Would you output the entries below only from the line containing "peer.pointer = Some(pointer);" through the line containing "pub fn get(&self, socket_id: &str)", exactly as they stand and with both ends included?

**DATA TO USE**
════

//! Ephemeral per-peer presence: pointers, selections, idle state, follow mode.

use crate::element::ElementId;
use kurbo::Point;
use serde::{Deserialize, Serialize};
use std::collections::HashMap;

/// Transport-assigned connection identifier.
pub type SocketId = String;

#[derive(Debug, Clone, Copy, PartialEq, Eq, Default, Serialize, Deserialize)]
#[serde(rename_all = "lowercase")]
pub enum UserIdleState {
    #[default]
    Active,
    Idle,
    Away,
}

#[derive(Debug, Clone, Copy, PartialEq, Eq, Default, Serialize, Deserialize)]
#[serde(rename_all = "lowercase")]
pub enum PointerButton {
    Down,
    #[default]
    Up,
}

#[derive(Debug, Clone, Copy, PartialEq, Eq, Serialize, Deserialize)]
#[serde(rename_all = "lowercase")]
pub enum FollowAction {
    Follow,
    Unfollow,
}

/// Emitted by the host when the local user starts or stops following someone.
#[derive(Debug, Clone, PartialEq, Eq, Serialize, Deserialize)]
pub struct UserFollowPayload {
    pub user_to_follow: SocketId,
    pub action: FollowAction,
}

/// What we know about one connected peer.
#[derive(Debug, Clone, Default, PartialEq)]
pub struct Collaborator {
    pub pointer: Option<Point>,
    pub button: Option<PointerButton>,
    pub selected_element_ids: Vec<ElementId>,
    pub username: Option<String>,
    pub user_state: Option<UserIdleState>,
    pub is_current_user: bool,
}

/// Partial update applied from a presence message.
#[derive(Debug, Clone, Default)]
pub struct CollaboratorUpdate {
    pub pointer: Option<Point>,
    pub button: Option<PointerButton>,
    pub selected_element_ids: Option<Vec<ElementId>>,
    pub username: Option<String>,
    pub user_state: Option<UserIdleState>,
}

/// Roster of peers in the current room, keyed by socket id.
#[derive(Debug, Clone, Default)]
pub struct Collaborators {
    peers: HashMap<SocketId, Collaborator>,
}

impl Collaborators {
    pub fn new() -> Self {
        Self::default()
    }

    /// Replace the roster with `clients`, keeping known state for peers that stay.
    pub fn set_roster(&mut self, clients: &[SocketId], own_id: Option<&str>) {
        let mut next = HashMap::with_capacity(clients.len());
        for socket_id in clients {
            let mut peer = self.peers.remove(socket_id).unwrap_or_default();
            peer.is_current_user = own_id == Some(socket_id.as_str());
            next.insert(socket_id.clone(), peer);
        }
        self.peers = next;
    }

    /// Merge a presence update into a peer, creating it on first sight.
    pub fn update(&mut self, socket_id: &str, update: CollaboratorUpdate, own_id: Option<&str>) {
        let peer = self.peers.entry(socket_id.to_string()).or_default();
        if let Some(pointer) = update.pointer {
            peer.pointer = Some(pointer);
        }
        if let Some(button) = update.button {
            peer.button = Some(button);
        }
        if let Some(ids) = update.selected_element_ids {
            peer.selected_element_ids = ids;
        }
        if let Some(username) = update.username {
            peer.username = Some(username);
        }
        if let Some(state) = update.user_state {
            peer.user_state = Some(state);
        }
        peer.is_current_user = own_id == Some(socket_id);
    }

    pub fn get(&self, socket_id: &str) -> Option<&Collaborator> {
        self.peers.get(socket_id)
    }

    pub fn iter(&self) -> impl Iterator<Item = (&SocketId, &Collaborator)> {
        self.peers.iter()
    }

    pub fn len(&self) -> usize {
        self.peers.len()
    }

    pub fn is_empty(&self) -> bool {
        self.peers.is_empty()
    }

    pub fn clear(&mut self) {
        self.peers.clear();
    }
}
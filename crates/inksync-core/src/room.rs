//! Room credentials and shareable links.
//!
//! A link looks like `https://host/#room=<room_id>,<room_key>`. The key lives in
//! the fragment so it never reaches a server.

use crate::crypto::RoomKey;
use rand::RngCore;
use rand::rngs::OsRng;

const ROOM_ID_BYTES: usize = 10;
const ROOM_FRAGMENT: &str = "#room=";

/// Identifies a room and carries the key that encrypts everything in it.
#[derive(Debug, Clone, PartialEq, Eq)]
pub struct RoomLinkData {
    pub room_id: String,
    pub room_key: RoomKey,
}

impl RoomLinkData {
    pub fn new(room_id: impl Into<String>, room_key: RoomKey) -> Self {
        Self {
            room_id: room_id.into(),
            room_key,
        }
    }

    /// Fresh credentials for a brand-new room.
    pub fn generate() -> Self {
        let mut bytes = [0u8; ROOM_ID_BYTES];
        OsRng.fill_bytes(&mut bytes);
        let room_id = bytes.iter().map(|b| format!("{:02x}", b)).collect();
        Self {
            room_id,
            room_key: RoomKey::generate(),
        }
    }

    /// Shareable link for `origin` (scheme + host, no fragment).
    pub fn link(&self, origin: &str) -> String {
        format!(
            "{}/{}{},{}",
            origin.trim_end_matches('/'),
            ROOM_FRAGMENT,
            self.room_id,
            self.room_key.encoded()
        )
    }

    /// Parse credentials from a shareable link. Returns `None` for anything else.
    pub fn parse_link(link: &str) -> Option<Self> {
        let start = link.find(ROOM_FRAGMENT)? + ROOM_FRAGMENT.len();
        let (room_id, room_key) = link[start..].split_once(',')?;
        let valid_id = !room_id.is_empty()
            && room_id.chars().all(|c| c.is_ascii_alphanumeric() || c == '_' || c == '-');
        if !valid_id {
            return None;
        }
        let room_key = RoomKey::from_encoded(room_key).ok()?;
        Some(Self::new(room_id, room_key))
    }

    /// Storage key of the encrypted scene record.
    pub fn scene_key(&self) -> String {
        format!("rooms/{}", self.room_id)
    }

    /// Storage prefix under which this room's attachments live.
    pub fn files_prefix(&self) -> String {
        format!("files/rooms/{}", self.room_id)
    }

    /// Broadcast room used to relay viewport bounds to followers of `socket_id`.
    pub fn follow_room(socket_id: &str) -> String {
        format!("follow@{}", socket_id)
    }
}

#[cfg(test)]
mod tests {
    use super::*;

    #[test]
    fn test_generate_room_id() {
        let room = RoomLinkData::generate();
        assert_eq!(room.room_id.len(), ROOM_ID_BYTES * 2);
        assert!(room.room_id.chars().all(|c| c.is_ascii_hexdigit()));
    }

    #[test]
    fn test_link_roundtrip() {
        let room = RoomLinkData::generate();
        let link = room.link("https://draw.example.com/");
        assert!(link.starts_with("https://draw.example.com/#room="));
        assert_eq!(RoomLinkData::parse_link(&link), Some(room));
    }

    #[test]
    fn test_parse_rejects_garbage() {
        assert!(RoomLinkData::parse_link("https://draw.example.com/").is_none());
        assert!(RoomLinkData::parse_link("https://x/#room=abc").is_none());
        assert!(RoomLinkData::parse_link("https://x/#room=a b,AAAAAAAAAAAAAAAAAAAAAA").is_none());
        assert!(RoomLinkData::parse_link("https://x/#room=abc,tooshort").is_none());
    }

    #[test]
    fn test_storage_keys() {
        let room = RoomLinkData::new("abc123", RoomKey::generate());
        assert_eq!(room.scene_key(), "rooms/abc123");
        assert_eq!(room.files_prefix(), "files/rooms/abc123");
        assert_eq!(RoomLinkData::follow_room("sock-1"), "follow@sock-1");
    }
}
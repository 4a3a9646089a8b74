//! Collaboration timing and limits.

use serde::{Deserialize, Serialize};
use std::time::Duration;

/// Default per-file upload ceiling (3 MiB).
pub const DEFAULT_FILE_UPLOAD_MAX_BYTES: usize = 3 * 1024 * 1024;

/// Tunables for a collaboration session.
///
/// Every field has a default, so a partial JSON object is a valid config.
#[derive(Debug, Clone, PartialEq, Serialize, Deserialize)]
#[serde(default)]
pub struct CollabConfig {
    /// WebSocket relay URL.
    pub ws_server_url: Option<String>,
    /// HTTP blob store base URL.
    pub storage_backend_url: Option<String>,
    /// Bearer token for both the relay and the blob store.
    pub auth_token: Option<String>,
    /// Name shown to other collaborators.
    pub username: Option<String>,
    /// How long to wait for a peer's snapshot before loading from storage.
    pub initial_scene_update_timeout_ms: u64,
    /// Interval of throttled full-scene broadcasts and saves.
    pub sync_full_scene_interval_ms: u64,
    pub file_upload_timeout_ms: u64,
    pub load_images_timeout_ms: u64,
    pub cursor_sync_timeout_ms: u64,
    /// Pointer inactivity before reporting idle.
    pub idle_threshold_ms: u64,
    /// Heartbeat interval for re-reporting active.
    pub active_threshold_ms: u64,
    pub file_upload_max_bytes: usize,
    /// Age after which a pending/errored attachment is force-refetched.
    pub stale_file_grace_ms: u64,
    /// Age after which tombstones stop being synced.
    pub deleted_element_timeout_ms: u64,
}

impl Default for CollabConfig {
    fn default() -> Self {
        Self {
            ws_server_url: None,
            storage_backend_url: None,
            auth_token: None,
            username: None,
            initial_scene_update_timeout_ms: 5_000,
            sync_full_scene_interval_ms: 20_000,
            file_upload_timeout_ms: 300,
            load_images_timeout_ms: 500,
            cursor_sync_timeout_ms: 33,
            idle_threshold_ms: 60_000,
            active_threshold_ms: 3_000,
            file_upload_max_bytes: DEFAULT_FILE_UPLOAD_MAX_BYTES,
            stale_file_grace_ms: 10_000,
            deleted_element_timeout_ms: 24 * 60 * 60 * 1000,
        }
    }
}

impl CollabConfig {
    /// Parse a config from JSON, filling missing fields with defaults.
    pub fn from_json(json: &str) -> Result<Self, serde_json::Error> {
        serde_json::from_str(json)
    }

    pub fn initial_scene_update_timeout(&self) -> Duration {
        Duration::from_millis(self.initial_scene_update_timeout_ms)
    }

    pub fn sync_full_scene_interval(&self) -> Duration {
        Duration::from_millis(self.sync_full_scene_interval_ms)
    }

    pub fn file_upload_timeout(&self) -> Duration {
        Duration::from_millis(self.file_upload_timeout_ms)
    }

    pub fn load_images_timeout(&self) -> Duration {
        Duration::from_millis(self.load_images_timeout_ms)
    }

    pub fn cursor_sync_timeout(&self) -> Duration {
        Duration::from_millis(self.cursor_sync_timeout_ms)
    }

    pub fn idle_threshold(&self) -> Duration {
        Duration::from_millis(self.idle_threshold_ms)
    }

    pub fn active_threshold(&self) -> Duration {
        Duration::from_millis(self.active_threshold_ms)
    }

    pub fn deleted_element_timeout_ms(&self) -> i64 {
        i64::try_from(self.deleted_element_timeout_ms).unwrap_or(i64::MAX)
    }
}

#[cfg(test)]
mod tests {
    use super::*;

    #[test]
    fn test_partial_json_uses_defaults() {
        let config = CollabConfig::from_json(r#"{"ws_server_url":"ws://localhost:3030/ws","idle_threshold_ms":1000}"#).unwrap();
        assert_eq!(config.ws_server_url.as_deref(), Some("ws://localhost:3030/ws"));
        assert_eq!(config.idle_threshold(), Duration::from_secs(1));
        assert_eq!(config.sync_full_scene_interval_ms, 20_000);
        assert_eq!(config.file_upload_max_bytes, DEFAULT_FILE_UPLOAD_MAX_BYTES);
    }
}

════

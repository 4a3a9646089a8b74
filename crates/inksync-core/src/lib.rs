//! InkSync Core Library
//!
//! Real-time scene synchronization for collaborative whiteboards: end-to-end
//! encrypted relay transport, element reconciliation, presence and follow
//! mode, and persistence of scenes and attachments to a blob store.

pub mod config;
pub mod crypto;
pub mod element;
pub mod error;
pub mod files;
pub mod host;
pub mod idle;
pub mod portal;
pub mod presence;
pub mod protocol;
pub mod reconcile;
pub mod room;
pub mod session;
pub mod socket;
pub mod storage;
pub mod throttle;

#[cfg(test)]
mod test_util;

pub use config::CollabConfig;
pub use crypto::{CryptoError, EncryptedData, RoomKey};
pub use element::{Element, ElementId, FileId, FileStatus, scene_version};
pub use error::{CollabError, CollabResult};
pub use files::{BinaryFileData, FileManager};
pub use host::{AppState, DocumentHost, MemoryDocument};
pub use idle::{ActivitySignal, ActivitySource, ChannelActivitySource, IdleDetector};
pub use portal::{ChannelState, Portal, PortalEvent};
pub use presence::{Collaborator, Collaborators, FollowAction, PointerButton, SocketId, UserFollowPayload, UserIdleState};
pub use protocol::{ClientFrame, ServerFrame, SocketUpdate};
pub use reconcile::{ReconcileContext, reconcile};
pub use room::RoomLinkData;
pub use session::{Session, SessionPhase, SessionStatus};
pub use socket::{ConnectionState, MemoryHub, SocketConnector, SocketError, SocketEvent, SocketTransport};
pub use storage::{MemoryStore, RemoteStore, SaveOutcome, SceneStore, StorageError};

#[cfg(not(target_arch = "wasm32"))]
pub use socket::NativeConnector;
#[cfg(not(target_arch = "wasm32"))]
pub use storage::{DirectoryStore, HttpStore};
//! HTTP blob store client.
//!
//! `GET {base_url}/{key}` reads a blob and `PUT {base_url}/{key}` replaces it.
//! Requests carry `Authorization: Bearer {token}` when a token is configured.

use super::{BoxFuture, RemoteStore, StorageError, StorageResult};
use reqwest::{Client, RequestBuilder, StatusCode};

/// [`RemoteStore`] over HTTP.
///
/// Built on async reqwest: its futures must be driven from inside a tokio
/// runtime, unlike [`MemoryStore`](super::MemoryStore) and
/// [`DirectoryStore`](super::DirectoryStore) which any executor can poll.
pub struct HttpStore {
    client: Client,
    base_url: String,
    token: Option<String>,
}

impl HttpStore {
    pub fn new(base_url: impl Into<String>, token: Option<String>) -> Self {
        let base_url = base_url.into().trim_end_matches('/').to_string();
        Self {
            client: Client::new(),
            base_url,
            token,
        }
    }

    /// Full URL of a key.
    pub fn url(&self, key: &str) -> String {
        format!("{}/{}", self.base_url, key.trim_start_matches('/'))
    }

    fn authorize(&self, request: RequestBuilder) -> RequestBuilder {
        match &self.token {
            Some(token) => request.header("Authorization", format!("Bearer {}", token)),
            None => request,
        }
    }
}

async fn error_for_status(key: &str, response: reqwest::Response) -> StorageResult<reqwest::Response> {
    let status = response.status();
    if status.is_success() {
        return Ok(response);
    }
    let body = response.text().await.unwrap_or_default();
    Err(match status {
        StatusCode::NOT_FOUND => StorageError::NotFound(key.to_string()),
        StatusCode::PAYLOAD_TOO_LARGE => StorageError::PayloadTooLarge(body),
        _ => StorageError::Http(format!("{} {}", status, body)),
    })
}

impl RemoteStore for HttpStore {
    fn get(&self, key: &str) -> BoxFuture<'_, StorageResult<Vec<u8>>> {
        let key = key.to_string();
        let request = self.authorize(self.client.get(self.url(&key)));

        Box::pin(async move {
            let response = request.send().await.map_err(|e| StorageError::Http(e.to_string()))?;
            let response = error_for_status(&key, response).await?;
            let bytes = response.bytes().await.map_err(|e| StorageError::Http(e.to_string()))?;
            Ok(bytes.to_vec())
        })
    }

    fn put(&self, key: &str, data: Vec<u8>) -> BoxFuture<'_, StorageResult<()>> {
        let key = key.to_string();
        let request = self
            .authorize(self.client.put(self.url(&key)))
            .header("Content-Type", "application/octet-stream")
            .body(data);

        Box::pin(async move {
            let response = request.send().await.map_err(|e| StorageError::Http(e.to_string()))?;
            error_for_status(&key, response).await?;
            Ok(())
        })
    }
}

════

**EXERCISE RESULT**
            peer.pointer = Some(pointer);
        }
        if let Some(button) = update.button {
            peer.button = Some(button);
        }
        if let Some(ids) = update.selected_element_ids {
            peer.selected_element_ids = ids;
        }
        if let Some(username) = update.username {
            peer.username = Some(username);
        }
        if let Some(state) = update.user_state {
            peer.user_state = Some(state);
        }
        peer.is_current_user = own_id == Some(socket_id);
    }

    pub fn get(&self, socket_id: &str) -> Option<&Collaborator> {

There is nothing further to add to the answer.